-- Task details --
All that should be output is the block of lines below from the line with "and is dropped." to the line with "let delta = i16::from_le_bytes([pair[0], pair[1]]);", both included, exactly as written.

-- Data excerpts --

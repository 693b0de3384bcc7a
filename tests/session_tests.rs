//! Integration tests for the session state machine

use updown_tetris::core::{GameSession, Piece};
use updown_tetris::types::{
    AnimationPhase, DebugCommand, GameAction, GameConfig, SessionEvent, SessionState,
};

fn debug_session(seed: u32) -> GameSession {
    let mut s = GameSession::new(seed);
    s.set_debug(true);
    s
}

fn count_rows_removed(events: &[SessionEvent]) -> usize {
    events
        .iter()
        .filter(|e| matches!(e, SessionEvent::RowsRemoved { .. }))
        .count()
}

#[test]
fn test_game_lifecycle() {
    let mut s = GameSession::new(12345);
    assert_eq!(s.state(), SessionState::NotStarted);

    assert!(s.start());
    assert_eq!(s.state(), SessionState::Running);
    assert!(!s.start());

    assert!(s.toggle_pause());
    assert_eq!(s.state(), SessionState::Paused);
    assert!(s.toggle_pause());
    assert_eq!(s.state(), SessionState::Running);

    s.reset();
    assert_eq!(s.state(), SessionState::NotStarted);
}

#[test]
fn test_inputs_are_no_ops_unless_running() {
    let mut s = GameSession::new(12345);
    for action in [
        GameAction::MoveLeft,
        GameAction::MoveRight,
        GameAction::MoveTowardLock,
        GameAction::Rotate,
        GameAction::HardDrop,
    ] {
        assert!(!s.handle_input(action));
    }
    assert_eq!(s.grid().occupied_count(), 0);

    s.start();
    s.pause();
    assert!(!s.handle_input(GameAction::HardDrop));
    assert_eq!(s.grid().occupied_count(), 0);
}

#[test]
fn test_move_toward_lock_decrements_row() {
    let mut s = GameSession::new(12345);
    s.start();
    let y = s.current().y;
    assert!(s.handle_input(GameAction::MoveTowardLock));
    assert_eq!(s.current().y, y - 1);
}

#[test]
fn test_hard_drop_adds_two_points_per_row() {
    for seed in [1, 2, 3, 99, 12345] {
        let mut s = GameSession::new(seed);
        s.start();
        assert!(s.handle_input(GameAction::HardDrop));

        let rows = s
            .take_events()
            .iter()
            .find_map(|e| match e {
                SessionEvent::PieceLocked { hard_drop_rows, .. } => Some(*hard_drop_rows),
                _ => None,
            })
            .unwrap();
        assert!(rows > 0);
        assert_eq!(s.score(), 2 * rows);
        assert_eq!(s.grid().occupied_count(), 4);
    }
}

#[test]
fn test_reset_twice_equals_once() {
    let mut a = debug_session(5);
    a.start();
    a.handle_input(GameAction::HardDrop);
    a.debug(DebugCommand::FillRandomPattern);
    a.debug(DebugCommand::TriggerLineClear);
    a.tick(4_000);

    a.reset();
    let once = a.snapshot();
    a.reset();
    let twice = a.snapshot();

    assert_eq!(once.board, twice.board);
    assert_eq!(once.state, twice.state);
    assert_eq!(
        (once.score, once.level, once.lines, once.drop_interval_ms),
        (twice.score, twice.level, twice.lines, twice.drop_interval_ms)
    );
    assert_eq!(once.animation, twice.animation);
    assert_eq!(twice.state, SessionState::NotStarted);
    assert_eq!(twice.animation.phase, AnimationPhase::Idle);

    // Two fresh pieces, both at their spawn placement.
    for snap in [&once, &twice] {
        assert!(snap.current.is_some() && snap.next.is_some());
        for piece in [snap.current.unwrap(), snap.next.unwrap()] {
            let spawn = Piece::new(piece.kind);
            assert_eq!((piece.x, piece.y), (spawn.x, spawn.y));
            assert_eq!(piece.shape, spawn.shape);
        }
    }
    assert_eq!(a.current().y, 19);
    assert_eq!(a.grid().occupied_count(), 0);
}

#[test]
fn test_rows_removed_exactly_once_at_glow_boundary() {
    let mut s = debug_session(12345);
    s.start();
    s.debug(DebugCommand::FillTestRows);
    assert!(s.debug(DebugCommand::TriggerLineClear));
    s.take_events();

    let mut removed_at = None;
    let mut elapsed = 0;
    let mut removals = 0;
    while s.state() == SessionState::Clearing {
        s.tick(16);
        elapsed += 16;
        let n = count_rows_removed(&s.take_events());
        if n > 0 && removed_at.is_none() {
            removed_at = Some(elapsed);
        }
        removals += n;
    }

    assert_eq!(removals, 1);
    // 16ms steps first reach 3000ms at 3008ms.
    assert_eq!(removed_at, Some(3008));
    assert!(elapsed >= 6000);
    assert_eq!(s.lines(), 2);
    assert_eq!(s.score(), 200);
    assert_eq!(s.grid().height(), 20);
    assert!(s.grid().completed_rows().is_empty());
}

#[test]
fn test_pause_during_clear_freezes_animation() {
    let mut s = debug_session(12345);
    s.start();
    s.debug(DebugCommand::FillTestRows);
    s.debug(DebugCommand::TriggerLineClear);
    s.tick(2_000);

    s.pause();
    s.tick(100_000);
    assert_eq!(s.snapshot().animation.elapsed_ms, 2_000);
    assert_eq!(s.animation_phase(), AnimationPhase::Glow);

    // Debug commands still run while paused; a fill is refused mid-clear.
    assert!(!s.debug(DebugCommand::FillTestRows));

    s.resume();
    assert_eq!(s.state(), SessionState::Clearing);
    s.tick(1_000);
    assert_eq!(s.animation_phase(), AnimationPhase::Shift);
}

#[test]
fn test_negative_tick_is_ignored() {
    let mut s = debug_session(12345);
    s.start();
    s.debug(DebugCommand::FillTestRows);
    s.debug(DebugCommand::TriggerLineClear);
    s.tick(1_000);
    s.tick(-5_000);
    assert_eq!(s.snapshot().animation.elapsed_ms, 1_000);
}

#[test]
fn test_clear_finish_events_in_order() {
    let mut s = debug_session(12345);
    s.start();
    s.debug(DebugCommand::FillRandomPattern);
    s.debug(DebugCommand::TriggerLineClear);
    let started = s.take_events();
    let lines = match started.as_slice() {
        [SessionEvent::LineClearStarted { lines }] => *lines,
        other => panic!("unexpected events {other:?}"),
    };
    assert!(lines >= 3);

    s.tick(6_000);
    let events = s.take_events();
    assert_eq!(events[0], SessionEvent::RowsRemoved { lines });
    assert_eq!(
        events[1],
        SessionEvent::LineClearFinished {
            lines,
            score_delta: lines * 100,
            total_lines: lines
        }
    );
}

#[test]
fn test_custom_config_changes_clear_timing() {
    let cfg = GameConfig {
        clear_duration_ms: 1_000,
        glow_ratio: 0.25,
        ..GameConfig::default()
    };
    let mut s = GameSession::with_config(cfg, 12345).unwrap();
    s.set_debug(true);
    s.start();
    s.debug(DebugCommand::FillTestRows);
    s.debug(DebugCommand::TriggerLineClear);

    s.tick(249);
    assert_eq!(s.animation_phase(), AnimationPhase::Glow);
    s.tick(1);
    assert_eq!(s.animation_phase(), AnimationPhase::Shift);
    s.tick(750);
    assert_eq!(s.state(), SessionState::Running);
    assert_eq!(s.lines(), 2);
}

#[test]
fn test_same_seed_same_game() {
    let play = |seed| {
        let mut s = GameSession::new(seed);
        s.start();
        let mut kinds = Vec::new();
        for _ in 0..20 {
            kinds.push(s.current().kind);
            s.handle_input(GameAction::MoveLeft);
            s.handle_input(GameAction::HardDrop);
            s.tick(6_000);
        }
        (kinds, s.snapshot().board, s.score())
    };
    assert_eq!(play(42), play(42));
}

---

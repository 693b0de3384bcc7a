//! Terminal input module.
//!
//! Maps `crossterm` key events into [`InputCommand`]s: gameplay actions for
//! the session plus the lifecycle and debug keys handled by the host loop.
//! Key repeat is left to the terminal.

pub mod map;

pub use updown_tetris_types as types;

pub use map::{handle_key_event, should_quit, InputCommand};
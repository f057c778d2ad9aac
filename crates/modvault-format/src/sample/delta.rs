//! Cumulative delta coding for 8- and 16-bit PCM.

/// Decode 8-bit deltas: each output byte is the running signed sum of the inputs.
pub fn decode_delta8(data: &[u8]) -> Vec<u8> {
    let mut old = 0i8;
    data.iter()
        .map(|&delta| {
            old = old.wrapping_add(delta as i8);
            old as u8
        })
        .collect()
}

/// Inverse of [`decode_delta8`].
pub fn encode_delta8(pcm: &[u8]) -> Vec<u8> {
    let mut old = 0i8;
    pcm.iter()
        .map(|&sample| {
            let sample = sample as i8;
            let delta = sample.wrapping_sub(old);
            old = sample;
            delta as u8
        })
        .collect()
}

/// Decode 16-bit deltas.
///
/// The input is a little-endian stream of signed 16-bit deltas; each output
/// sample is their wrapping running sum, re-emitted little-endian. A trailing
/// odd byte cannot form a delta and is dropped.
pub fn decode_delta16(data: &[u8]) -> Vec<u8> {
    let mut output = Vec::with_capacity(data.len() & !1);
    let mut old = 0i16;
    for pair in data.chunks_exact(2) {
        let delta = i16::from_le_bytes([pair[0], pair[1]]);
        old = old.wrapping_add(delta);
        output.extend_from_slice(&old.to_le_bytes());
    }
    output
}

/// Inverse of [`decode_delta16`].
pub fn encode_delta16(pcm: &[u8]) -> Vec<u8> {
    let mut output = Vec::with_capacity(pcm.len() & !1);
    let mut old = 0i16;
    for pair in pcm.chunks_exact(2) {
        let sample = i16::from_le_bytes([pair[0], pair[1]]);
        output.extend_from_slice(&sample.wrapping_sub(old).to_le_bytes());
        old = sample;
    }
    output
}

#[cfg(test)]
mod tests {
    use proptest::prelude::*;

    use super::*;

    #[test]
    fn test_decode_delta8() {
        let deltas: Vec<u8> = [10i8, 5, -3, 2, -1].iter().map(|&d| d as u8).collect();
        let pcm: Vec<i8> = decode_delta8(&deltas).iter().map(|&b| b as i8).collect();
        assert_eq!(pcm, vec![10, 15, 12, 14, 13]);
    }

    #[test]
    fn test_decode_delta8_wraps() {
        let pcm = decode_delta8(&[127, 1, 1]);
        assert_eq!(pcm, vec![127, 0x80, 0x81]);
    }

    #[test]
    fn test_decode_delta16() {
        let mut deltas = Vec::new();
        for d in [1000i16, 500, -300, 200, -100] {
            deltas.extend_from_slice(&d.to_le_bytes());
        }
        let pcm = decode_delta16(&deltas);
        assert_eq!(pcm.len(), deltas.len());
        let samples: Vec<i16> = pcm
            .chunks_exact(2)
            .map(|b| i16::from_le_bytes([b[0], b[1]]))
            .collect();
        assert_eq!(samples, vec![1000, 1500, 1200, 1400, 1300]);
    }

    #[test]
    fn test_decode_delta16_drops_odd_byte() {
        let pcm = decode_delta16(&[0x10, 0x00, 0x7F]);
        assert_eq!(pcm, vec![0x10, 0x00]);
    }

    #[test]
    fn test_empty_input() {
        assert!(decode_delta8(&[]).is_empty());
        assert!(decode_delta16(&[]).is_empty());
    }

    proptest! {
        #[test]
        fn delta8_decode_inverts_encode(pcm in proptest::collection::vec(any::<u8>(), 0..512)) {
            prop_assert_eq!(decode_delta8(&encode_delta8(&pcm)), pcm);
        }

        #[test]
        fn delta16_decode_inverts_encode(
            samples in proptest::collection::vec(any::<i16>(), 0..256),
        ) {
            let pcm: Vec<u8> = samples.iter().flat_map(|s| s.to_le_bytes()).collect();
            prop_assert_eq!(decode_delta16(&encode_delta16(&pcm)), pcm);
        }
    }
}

-- Result of the task --
/// odd byte cannot form a delta and is dropped.
pub fn decode_delta16(data: &[u8]) -> Vec<u8> {
    let mut output = Vec::with_capacity(data.len() & !1);
    let mut old = 0i16;
    for pair in data.chunks_exact(2) {
        let delta = i16::from_le_bytes([pair[0], pair[1]]);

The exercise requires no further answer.